> ASSIGNMENT
Exactly as they appear below, repeat the lines from the one with "pub fn token_usage(&self)" through the one with "self.status = completion.status();", and no others.

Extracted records
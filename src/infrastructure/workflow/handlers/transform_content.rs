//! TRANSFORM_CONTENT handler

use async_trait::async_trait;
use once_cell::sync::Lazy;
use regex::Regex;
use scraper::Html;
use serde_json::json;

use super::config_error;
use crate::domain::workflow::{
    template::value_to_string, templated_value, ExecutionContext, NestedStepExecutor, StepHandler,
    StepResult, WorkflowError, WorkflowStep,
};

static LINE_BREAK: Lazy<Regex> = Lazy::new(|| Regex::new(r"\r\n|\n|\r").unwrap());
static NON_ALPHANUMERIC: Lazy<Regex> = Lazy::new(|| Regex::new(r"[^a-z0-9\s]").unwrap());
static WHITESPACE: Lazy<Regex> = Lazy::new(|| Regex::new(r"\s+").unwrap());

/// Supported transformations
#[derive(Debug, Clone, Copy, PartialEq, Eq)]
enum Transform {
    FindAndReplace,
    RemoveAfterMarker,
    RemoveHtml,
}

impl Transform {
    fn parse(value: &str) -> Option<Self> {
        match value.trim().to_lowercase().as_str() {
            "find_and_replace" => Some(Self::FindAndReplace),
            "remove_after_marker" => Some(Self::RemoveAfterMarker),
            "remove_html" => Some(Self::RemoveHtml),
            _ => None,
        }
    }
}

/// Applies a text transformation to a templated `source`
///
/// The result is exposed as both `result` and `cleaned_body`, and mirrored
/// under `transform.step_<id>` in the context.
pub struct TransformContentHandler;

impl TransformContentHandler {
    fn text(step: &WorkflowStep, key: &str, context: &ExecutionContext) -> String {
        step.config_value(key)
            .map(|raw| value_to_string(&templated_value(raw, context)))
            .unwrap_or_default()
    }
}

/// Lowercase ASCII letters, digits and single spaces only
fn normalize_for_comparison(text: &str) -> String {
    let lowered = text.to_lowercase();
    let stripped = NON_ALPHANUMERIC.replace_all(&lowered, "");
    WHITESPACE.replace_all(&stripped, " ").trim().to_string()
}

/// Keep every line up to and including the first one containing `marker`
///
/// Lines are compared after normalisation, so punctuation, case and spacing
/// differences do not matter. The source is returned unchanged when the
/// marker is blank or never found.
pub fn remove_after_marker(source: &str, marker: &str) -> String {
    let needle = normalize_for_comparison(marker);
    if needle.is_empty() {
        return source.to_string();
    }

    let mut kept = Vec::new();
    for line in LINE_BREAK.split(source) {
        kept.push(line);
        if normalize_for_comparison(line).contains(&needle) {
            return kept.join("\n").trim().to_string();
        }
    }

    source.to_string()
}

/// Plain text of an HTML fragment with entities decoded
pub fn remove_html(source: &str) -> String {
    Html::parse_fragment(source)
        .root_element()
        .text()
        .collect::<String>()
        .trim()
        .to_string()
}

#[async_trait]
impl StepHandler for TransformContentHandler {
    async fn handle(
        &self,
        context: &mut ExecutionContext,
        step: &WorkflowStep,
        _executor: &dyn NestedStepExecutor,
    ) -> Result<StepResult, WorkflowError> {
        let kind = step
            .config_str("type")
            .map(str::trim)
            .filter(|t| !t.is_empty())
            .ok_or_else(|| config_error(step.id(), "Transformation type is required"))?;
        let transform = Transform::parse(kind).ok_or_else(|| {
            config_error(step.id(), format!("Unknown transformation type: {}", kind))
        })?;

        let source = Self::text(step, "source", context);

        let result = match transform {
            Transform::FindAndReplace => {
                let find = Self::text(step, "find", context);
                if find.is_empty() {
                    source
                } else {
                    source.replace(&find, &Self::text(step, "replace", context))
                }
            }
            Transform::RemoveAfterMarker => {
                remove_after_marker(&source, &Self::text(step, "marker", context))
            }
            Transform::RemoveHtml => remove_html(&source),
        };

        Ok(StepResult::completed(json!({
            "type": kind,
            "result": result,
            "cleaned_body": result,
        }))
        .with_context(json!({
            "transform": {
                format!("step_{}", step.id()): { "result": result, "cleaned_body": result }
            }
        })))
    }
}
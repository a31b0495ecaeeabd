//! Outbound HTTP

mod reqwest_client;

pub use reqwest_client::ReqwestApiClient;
--
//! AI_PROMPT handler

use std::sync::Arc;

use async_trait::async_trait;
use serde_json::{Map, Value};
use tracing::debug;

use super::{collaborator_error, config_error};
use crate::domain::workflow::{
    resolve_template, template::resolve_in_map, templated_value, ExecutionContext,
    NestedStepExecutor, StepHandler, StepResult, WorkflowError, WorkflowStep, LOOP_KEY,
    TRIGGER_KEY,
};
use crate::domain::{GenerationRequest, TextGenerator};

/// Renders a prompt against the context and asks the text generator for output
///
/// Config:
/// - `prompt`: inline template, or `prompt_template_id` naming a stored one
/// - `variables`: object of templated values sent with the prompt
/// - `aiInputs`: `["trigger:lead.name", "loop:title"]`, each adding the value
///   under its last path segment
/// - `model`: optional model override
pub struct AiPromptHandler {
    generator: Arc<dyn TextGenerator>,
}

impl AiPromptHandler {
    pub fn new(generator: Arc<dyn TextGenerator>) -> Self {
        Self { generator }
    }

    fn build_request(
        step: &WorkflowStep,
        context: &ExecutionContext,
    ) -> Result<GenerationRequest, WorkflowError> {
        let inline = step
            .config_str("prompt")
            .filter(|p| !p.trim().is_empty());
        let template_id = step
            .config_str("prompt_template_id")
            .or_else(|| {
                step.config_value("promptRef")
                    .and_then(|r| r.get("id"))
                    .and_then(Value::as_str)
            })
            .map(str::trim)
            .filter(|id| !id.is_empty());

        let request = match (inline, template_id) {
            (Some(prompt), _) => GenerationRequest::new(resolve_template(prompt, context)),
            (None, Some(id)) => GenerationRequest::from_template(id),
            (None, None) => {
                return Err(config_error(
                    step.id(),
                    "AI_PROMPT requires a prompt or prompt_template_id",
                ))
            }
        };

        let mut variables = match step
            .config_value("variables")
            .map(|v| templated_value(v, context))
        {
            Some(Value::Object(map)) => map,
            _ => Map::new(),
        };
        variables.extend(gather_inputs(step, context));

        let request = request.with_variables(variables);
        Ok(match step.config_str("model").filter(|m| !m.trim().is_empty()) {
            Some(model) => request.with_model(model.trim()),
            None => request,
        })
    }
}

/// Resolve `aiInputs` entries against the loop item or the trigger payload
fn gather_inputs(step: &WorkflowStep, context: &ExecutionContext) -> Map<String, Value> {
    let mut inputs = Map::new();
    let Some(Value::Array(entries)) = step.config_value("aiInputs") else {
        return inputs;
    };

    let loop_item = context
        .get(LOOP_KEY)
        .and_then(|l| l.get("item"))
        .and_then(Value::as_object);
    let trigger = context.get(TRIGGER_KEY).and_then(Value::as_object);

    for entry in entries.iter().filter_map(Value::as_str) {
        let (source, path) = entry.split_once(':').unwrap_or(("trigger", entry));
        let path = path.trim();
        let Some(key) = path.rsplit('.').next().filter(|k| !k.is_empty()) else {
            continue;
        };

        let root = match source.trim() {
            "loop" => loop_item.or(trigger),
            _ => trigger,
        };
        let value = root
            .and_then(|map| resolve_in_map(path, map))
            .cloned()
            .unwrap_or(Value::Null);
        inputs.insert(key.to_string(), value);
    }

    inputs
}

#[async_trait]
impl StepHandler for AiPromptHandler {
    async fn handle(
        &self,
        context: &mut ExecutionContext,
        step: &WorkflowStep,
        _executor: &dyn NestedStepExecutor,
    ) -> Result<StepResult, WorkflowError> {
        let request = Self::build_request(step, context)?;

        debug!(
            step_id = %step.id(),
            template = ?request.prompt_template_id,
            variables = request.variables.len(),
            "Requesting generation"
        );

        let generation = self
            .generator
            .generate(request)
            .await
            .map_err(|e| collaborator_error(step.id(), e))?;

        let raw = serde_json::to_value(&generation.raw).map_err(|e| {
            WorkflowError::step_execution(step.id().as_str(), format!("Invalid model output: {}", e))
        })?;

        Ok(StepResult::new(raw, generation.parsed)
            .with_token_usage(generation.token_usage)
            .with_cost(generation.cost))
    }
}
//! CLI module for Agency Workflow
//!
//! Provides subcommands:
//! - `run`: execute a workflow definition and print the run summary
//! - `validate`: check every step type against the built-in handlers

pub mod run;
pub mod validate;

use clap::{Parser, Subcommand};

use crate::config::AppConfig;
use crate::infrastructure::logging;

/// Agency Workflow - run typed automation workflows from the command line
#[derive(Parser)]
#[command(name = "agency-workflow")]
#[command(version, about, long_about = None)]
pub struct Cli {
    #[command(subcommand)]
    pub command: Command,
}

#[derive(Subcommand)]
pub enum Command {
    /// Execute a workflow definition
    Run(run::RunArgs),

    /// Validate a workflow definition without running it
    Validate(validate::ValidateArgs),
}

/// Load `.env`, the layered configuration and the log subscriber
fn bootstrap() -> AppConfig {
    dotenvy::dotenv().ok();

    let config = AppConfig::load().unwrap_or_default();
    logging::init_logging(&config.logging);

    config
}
==
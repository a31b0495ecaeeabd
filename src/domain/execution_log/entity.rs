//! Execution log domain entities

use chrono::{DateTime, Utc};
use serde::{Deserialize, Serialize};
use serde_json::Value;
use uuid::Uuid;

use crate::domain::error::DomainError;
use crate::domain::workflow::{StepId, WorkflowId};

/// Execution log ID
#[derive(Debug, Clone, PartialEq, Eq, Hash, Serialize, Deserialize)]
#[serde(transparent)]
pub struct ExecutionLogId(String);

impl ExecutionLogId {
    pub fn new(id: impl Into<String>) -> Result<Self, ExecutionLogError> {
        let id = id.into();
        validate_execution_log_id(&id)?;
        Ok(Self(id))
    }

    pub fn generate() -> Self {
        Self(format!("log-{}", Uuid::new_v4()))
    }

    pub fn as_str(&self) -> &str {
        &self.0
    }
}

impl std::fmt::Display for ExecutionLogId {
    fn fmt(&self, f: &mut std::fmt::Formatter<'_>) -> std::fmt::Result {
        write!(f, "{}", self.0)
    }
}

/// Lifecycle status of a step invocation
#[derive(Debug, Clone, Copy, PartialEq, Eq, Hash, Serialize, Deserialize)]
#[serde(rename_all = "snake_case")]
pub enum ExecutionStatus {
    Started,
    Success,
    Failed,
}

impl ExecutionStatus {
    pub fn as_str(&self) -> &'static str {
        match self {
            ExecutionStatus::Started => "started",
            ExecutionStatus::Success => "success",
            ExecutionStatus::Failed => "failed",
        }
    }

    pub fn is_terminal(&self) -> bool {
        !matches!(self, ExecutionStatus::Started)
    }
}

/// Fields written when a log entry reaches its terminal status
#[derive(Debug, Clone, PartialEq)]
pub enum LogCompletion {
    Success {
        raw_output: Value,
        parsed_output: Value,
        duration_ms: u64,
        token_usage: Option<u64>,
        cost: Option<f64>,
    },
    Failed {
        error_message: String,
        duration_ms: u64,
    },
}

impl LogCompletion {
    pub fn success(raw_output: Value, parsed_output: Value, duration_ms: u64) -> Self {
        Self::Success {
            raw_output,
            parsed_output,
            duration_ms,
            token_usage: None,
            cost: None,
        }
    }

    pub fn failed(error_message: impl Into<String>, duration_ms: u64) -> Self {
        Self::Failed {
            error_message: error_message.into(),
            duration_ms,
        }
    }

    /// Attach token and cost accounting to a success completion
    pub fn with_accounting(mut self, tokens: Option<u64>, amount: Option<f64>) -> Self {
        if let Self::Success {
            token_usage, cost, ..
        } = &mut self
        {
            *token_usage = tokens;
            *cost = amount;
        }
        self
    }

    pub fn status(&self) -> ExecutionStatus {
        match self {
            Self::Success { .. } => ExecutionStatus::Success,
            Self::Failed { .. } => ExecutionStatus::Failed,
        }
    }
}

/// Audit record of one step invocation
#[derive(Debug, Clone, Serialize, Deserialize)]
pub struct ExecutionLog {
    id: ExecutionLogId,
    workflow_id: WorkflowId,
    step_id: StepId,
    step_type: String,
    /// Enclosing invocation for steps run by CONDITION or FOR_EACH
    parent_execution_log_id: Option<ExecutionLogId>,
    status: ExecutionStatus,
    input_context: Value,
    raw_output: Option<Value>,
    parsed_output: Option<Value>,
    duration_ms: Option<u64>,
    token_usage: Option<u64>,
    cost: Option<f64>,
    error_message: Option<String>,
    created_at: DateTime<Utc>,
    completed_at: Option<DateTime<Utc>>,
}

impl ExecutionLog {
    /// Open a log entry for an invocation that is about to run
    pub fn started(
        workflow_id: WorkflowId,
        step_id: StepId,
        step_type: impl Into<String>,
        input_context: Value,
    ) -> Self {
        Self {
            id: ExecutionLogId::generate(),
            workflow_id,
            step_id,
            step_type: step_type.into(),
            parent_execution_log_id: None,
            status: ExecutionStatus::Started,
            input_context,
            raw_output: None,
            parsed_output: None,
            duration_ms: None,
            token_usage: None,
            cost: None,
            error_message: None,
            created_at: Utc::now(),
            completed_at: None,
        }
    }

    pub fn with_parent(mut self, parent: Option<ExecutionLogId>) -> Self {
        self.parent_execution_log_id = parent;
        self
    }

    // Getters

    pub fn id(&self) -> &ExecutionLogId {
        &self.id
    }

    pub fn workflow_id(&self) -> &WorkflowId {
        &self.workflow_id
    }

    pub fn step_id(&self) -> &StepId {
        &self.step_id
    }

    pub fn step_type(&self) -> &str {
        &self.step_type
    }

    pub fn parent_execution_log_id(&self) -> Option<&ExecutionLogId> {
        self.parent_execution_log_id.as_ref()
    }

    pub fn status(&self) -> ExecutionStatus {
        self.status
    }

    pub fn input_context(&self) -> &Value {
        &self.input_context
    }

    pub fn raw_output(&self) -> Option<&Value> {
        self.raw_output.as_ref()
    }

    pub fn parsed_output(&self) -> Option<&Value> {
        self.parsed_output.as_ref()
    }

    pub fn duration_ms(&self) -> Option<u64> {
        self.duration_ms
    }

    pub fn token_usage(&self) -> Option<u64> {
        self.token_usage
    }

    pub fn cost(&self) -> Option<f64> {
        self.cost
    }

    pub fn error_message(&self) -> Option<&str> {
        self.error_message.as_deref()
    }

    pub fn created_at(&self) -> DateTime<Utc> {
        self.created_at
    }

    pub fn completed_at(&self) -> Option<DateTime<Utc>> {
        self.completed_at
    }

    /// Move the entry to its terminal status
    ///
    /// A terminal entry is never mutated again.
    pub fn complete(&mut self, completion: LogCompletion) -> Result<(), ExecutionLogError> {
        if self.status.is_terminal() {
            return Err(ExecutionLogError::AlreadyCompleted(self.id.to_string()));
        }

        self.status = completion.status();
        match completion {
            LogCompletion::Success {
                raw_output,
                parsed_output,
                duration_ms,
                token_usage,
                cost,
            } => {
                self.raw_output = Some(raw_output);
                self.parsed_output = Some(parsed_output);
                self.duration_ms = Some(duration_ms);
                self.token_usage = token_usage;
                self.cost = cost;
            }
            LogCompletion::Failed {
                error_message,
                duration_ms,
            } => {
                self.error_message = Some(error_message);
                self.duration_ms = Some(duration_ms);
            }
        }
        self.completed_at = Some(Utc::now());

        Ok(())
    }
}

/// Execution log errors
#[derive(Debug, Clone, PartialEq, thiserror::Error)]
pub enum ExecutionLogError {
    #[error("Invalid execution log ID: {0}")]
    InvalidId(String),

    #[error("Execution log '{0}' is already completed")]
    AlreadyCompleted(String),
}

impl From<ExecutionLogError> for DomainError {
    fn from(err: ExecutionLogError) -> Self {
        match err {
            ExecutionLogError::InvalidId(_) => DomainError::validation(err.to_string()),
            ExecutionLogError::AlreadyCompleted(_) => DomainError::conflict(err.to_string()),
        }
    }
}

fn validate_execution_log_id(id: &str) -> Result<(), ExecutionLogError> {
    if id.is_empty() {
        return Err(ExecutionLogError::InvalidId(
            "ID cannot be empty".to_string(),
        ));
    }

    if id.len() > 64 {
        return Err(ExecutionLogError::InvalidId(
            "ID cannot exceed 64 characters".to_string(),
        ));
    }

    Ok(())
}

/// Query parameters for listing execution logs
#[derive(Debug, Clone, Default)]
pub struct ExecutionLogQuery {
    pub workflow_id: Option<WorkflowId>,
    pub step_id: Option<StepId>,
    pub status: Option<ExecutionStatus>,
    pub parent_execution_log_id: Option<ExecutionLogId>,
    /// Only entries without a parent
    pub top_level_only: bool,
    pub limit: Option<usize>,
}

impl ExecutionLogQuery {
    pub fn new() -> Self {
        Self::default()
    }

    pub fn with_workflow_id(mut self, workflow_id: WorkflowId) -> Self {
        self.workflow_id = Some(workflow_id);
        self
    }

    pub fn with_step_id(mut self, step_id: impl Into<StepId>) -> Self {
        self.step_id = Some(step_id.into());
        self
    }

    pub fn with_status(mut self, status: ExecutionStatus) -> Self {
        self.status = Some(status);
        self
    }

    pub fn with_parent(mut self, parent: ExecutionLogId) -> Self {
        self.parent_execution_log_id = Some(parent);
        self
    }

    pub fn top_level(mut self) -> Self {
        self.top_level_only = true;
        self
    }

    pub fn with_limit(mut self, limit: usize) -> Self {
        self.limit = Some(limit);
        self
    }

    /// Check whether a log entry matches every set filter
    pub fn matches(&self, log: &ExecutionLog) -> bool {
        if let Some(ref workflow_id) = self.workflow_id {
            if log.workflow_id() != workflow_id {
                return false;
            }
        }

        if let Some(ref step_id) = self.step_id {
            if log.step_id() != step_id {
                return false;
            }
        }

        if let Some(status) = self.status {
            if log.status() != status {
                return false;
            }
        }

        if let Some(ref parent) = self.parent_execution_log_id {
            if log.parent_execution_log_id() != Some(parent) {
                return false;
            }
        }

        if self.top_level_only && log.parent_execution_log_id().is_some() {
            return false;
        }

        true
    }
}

> ANSWER SECTION
    pub fn token_usage(&self) -> Option<u64> {
        self.token_usage
    }

    pub fn cost(&self) -> Option<f64> {
        self.cost
    }

    pub fn error_message(&self) -> Option<&str> {
        self.error_message.as_deref()
    }

    pub fn created_at(&self) -> DateTime<Utc> {
        self.created_at
    }

    pub fn completed_at(&self) -> Option<DateTime<Utc>> {
        self.completed_at
    }

    /// Move the entry to its terminal status
    ///
    /// A terminal entry is never mutated again.
    pub fn complete(&mut self, completion: LogCompletion) -> Result<(), ExecutionLogError> {
        if self.status.is_terminal() {
            return Err(ExecutionLogError::AlreadyCompleted(self.id.to_string()));
        }

        self.status = completion.status();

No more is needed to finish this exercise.